Ancient Islamic Cities: Villages, Towns, and Capitals of Islam

The first city belonging to the Islamic civilization was Medina, where the prophet Mohammed moved to in 622 AD, known as Year One in the Islamic calendar (Anno Hegira). But the settlements associated with the Islamic empire range from trade centers to desert castles to fortified cities. This list is a tiny sample of different types of recognized Islamic settlements with ancient or not-so-ancient pasts. 

In addition to a wealth of Arabic historical data, Islamic cities are recognized by Arabic inscriptions, architectural details and references to the Five Pillars of Islam: an absolute belief in one and only one god (called monotheism); a ritual prayer to be said five times each day while you are facing the direction of Mecca; a dietary fast at Ramadan; a tithe, in which each individual must give between 2.5% and 10% of one's wealth to be given to the poor; and hajj, a ritual pilgrimage to Mecca at least once in his or her lifetime.

Timbuktu (Mali)

Sankore Mosque, Timbuktu
Flickr Vision / Getty Images

Timbuktu (also spelled Tombouctou or Timbuctoo) is located on the inner delta of the Niger River in the African country of Mali.

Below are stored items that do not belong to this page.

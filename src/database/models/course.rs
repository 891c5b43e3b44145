use chrono::{DateTime, Utc};
use serde::{Deserialize, Serialize};
use sqlx::FromRow;

use super::user::required;
use crate::database::StoreError;

pub const TITLE_REQUIRED: &str = "A title is required";
pub const DESCRIPTION_REQUIRED: &str = "A description is required";

#[derive(Debug, Clone, PartialEq, Eq, Serialize, Deserialize, FromRow)]
#[serde(rename_all = "camelCase")]
pub struct Course {
    pub id: i64,
    pub title: String,
    pub description: String,
    pub estimated_time: Option<String>,
    pub materials_needed: Option<String>,
    pub user_id: i64,
    pub created_at: DateTime<Utc>,
    pub updated_at: DateTime<Utc>,
}

/// Writable course fields, shared by create and update. The owner is not
/// among them: it comes from the authenticated caller on create and never
/// changes afterwards.
#[derive(Debug, Clone, Default, Deserialize)]
#[serde(rename_all = "camelCase")]
pub struct CourseFields {
    pub title: Option<String>,
    pub description: Option<String>,
    pub estimated_time: Option<String>,
    pub materials_needed: Option<String>,
}

/// Course content that passed validation.
#[derive(Debug, Clone, PartialEq, Eq)]
pub struct ValidCourse {
    pub title: String,
    pub description: String,
    pub estimated_time: Option<String>,
    pub materials_needed: Option<String>,
}

impl CourseFields {
    pub fn validate(self) -> Result<ValidCourse, StoreError> {
        let mut errors = Vec::new();
        let title = required(self.title, TITLE_REQUIRED, &mut errors);
        let description = required(self.description, DESCRIPTION_REQUIRED, &mut errors);

        match (title, description) {
            (Some(title), Some(description)) => Ok(ValidCourse {
                title,
                description,
                estimated_time: self.estimated_time,
                materials_needed: self.materials_needed,
            }),
            _ => Err(StoreError::Validation(errors)),
        }
    }

    /// Overlays the supplied fields on an existing course and validates the
    /// result, so an update may omit fields but may not blank out required
    /// ones.
    pub fn merge_onto(self, course: &Course) -> Result<ValidCourse, StoreError> {
        Self {
            title: Some(self.title.unwrap_or_else(|| course.title.clone())),
            description: Some(self.description.unwrap_or_else(|| course.description.clone())),
            estimated_time: self.estimated_time.or_else(|| course.estimated_time.clone()),
            materials_needed: self.materials_needed.or_else(|| course.materials_needed.clone()),
        }
        .validate()
    }
}
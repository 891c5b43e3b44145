use axum::{
    extract::{Extension, State},
    http::StatusCode,
    response::Json,
};

use crate::api::ApiPath;
use crate::app::AppState;
use crate::auth::{self, AuthenticatedContext};
use crate::database::models::User;
use crate::error::ApiError;

/// GET /api/users - List users. Password hashes are not part of `User`.
pub async fn list(
    State(state): State<AppState>,
    Extension(_caller): Extension<AuthenticatedContext>,
) -> Result<Json<Vec<User>>, ApiError> {
    let users = state.store().list_users().await?;
    Ok(Json(users))
}

/// DELETE /api/users/:id - Delete your own account and the courses it owns
pub async fn destroy(
    State(state): State<AppState>,
    Extension(caller): Extension<AuthenticatedContext>,
    ApiPath(id): ApiPath<i64>,
) -> Result<StatusCode, ApiError> {
    let user = state.store().find_user(id).await?.ok_or(ApiError::NotFound)?;
    auth::authorize(&caller, &user)?;

    state.store().delete_user(&user).await?;
    tracing::info!(user_id = user.id, "deleted account");

    Ok(StatusCode::NO_CONTENT)
}
use sqlx::{postgres::PgPoolOptions, PgPool};
use std::time::Duration;
use thiserror::Error;
use tracing::info;

use crate::config::DatabaseConfig;

/// Errors from DatabaseManager
#[derive(Debug, Error)]
pub enum DatabaseError {
    #[error("Missing configuration: {0}")]
    ConfigMissing(&'static str),

    #[error(transparent)]
    Sqlx(#[from] sqlx::Error),
}

/// Tables are created on startup when missing; existing data is kept.
const SCHEMA: &[&str] = &[
    r#"
    CREATE TABLE IF NOT EXISTS users (
        id BIGSERIAL PRIMARY KEY,
        first_name TEXT NOT NULL,
        last_name TEXT NOT NULL,
        email_address TEXT NOT NULL,
        password TEXT NOT NULL,
        created_at TIMESTAMPTZ NOT NULL DEFAULT NOW(),
        updated_at TIMESTAMPTZ NOT NULL DEFAULT NOW()
    )
    "#,
    "CREATE UNIQUE INDEX IF NOT EXISTS users_email_address_key ON users (LOWER(email_address))",
    r#"
    CREATE TABLE IF NOT EXISTS courses (
        id BIGSERIAL PRIMARY KEY,
        title TEXT NOT NULL,
        description TEXT NOT NULL,
        estimated_time TEXT,
        materials_needed TEXT,
        user_id BIGINT NOT NULL REFERENCES users (id) ON DELETE CASCADE,
        created_at TIMESTAMPTZ NOT NULL DEFAULT NOW(),
        updated_at TIMESTAMPTZ NOT NULL DEFAULT NOW()
    )
    "#,
    "CREATE INDEX IF NOT EXISTS courses_user_id_idx ON courses (user_id)",
];

/// Owns the Postgres connection pool behind `PgStore`.
pub struct DatabaseManager {
    pool: PgPool,
}

impl DatabaseManager {
    /// Connects using the given URL, falling back to `DATABASE_URL`.
    pub async fn connect(
        database_url: Option<&str>,
        config: &DatabaseConfig,
    ) -> Result<Self, DatabaseError> {
        let url = match database_url {
            Some(url) => url.to_string(),
            None => std::env::var("DATABASE_URL")
                .map_err(|_| DatabaseError::ConfigMissing("DATABASE_URL"))?,
        };

        let pool = PgPoolOptions::new()
            .max_connections(config.max_connections)
            .acquire_timeout(Duration::from_secs(config.connection_timeout))
            .connect(&url)
            .await?;

        info!("Connection to database is set successfully");
        Ok(Self { pool })
    }

    pub async fn ensure_schema(&self) -> Result<(), DatabaseError> {
        for statement in SCHEMA {
            sqlx::query(statement).execute(&self.pool).await?;
        }
        info!("Database schema is up to date");
        Ok(())
    }

    pub fn pool(&self) -> PgPool {
        self.pool.clone()
    }

    pub async fn close(self) {
        self.pool.close().await;
        info!("Closed database pool");
    }
}
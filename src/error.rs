// HTTP API error normalization
use axum::{
    extract::rejection::{JsonRejection, PathRejection},
    http::StatusCode,
    response::{IntoResponse, Response},
    Json,
};
use serde_json::{json, Value};
use thiserror::Error;

use crate::auth::{AuthFailure, CredentialError, Forbidden};
use crate::config;
use crate::database::StoreError;

pub const ACCESS_DENIED: &str = "Access Denied";
pub const FORBIDDEN: &str = "Forbidden";
pub const ROUTE_NOT_FOUND: &str = "Route Not Found";

/// Every failure a request can end in. `into_response` is the single place
/// that turns one into a status and body.
#[derive(Debug, Error)]
pub enum ApiError {
    /// Field validation or uniqueness messages, surfaced identically.
    #[error("request failed validation: {}", .0.join("; "))]
    Validation(Vec<String>),

    #[error("authentication failed: {0}")]
    Unauthenticated(AuthFailure),

    #[error("authorization failed: {0}")]
    Forbidden(#[from] Forbidden),

    #[error("record not found")]
    NotFound,

    #[error("no route matches the request")]
    RouteNotFound,

    /// Anything the pipeline does not classify. Rendered with its own status
    /// (500 unless the failure carries one) and its message.
    #[error("{message}")]
    Unclassified {
        status: StatusCode,
        message: String,
        cause: Option<anyhow::Error>,
    },
}

impl ApiError {
    pub fn unclassified(source: impl Into<anyhow::Error>) -> Self {
        let cause = source.into();
        ApiError::Unclassified {
            status: StatusCode::INTERNAL_SERVER_ERROR,
            message: cause.to_string(),
            cause: Some(cause),
        }
    }

    pub fn with_status(status: StatusCode, message: impl Into<String>) -> Self {
        ApiError::Unclassified {
            status,
            message: message.into(),
            cause: None,
        }
    }

    pub fn status_code(&self) -> StatusCode {
        match self {
            ApiError::Validation(_) => StatusCode::BAD_REQUEST,
            ApiError::Unauthenticated(_) => StatusCode::UNAUTHORIZED,
            ApiError::Forbidden(_) => StatusCode::FORBIDDEN,
            ApiError::NotFound | ApiError::RouteNotFound => StatusCode::NOT_FOUND,
            ApiError::Unclassified { status, .. } => *status,
        }
    }

    /// Client-facing body. `None` means an empty body.
    pub fn to_json(&self) -> Option<Value> {
        match self {
            ApiError::Validation(errors) => Some(json!({ "errors": errors })),
            ApiError::Unauthenticated(_) => Some(json!({ "message": ACCESS_DENIED })),
            ApiError::Forbidden(_) => Some(json!({ "message": FORBIDDEN })),
            ApiError::NotFound => None,
            ApiError::RouteNotFound => Some(json!({ "message": ROUTE_NOT_FOUND })),
            ApiError::Unclassified { message, .. } => {
                Some(json!({ "message": message, "error": {} }))
            }
        }
    }

    fn log(&self) {
        match self {
            ApiError::Unauthenticated(reason) => {
                tracing::warn!(%reason, "rejected credentials");
            }
            ApiError::Forbidden(forbidden) => {
                tracing::warn!(caller = forbidden.caller, owner = forbidden.owner, "ownership check failed");
            }
            ApiError::Unclassified { status, message, cause } => {
                if config::config().api.enable_global_error_logging {
                    match cause {
                        Some(cause) => {
                            tracing::error!(%status, "Global error handler: {:?}", cause)
                        }
                        None => tracing::error!(%status, "Global error handler: {}", message),
                    }
                }
            }
            ApiError::Validation(_) | ApiError::NotFound | ApiError::RouteNotFound => {}
        }
    }
}

impl From<StoreError> for ApiError {
    fn from(err: StoreError) -> Self {
        match err {
            StoreError::Validation(errors) | StoreError::Uniqueness(errors) => {
                ApiError::Validation(errors)
            }
            StoreError::Unclassified(source) => ApiError::unclassified(source),
        }
    }
}

impl From<CredentialError> for ApiError {
    fn from(err: CredentialError) -> Self {
        match err {
            CredentialError::Rejected(reason) => ApiError::Unauthenticated(reason),
            CredentialError::Store(store) => store.into(),
        }
    }
}

// Malformed request bodies keep the status axum assigned (400, 415, 422).
impl From<JsonRejection> for ApiError {
    fn from(rejection: JsonRejection) -> Self {
        ApiError::with_status(rejection.status(), rejection.body_text())
    }
}

// An id that is not a number cannot name an existing record.
impl From<PathRejection> for ApiError {
    fn from(_: PathRejection) -> Self {
        ApiError::NotFound
    }
}

impl IntoResponse for ApiError {
    fn into_response(self) -> Response {
        self.log();
        let status = self.status_code();
        match self.to_json() {
            Some(body) => (status, Json(body)).into_response(),
            None => status.into_response(),
        }
    }
}
#![allow(dead_code)]

use std::sync::Arc;

use anyhow::{Context, Result};
use reqwest::{Client, RequestBuilder, StatusCode};
use serde_json::{json, Value};

use courses_api::config::AppConfig;
use courses_api::database::{MemoryStore, Store};
use courses_api::AppState;

pub struct TestServer {
    pub base_url: String,
    pub client: Client,
}

impl TestServer {
    /// Serve the full application on a free port, backed by a fresh
    /// in-memory store.
    pub async fn spawn() -> Result<Self> {
        Self::spawn_with(Arc::new(MemoryStore::new())).await
    }

    pub async fn spawn_with(store: Arc<dyn Store>) -> Result<Self> {
        let port = portpicker::pick_unused_port().context("failed to pick free port")?;
        let listener = tokio::net::TcpListener::bind(("127.0.0.1", port))
            .await
            .context("failed to bind test listener")?;

        let app = courses_api::app(AppState::new(store), &AppConfig::from_env());
        tokio::spawn(async move {
            let _ = axum::serve(listener, app).await;
        });

        Ok(Self {
            base_url: format!("http://127.0.0.1:{}", port),
            client: Client::new(),
        })
    }

    pub fn url(&self, path: &str) -> String {
        format!("{}{}", self.base_url, path)
    }

    pub fn get(&self, path: &str) -> RequestBuilder {
        self.client.get(self.url(path))
    }

    pub fn post(&self, path: &str) -> RequestBuilder {
        self.client.post(self.url(path))
    }

    pub fn put(&self, path: &str) -> RequestBuilder {
        self.client.put(self.url(path))
    }

    pub fn delete(&self, path: &str) -> RequestBuilder {
        self.client.delete(self.url(path))
    }

    /// Register a user through the API and assert it succeeded.
    pub async fn create_user(&self, first_name: &str, email: &str, password: &str) -> Result<()> {
        let res = self
            .post("/api/users")
            .json(&json!({
                "firstName": first_name,
                "lastName": "Tester",
                "emailAddress": email,
                "password": password,
            }))
            .send()
            .await?;
        anyhow::ensure!(
            res.status() == StatusCode::CREATED,
            "user creation failed: {}",
            res.status()
        );
        Ok(())
    }

    /// Create a course as the given user and return its id from the
    /// `Location` header.
    pub async fn create_course(&self, email: &str, password: &str, title: &str) -> Result<i64> {
        let res = self
            .post("/api/courses")
            .basic_auth(email, Some(password))
            .json(&json!({
                "title": title,
                "description": "A course used in tests.",
                "estimatedTime": "2 hours",
            }))
            .send()
            .await?;
        anyhow::ensure!(
            res.status() == StatusCode::CREATED,
            "course creation failed: {}",
            res.status()
        );
        let location = res
            .headers()
            .get("location")
            .context("missing Location header")?
            .to_str()?;
        location
            .strip_prefix("/courses/")
            .context("unexpected Location")?
            .parse()
            .context("non-numeric course id")
    }

    pub async fn user_count(&self, email: &str, password: &str) -> Result<usize> {
        let users: Value = self
            .get("/api/users")
            .basic_auth(email, Some(password))
            .send()
            .await?
            .json()
            .await?;
        users
            .as_array()
            .map(Vec::len)
            .context("users response is not an array")
    }
}

pub fn access_denied() -> Value {
    json!({ "message": "Access Denied" })
}
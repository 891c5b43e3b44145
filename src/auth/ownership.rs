use thiserror::Error;

use super::AuthenticatedContext;
use crate::database::models::{Course, User};

/// A record with a single owning user.
pub trait Owned {
    fn owner_id(&self) -> i64;
}

impl Owned for Course {
    fn owner_id(&self) -> i64 {
        self.user_id
    }
}

/// Users own their own account.
impl Owned for User {
    fn owner_id(&self) -> i64 {
        self.id
    }
}

#[derive(Debug, Clone, Copy, PartialEq, Eq, Error)]
#[error("user {caller} does not own this record (owner {owner})")]
pub struct Forbidden {
    pub caller: i64,
    pub owner: i64,
}

/// Allow the mutation only when the caller owns the record. The record must
/// already have been loaded: a missing record is "not found", not forbidden.
pub fn authorize<R: Owned + ?Sized>(ctx: &AuthenticatedContext, record: &R) -> Result<(), Forbidden> {
    let owner = record.owner_id();
    if ctx.user_id() == owner {
        Ok(())
    } else {
        Err(Forbidden {
            caller: ctx.user_id(),
            owner,
        })
    }
}
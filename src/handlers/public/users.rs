use axum::extract::State;

use crate::api::{ApiJson, Created};
use crate::app::AppState;
use crate::database::models::NewUser;
use crate::error::ApiError;

/// POST /api/users - Register a new account
///
/// Validation and duplicate-email failures answer 400 with an `errors`
/// array; anything else propagates to the terminal handler.
pub async fn create(
    State(state): State<AppState>,
    ApiJson(fields): ApiJson<NewUser>,
) -> Result<Created, ApiError> {
    let user = state.store().create_user(fields).await?;
    tracing::info!(user_id = user.id, "created account for {}", user.email_address);

    Ok(Created::at("/", "Account successfully created!"))
}
pub mod course;
pub mod user;

pub use course::{Course, CourseFields};
pub use user::{Identity, NewUser, User, ValidUser};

The origin myth of the city was written in the 17th century Tarikh al-Sudan manuscript. It reports that Timbuktu began about AD 1100 as a seasonal camp for pastoralists, where a well was kept by an enslaved woman named Buktu. The city expanded around the well, and became known as Timbuktu, "the place of Buktu." Timbuktu's location on a camel route between the coast and salt mines led to its importance in the trade network of gold, salt, ​and enslavement.

Cosmopolitan Timbuktu

Timbuktu has been ruled by a string of different overlords since that time, including Moroccan, Fulani, Tuareg, Songhai and French. Important architectural elements still standing at Timbuktu include three medieval Butabu (mud brick) mosques: the 15th-century mosques of Sankore and Sidi Yahya, and the Djinguereber mosque built 1327. Also of importance are two French forts, Fort Bonnier (now Fort Chech Sidi Bekaye) and Fort Philippe (now the gendarmerie), both dated to the late 19th century.

Archaeology at Timbuktu

The first substantive archaeological survey of the area was by Susan Keech McIntosh and Rod McIntosh in the 1980s. The survey identified pottery at the site, including Chinese celadon, dated to the late 11th/early 12th century AD, and a series of black, burnished geometric potsherds that may date as early as the 8th century AD.

Archaeologist Timothy Insoll began work there in the 1990s, but he has discovered quite a high level of disturbance, partly a result of its long and varied political history, and partly from the environmental impact of centuries of sandstorms and flooding.

Al-Basra (Morocco)

Ait Benhaddou Kasbah at dawn, Morocco
Cyrille Gibot / Getty Images

Al-Basra (or Basra al-Hamra, Basra the Red) is a medieval Islamic city located near the modern village of the same name in northern Morocco, about 100 kilometers (62 miles) south of the Straits of Gibraltar, south of the Rif Mountains. It was founded circa AD 800 by the Idrisids, who controlled must of what is today Morocco and Algeria during the 9th and 10th centuries.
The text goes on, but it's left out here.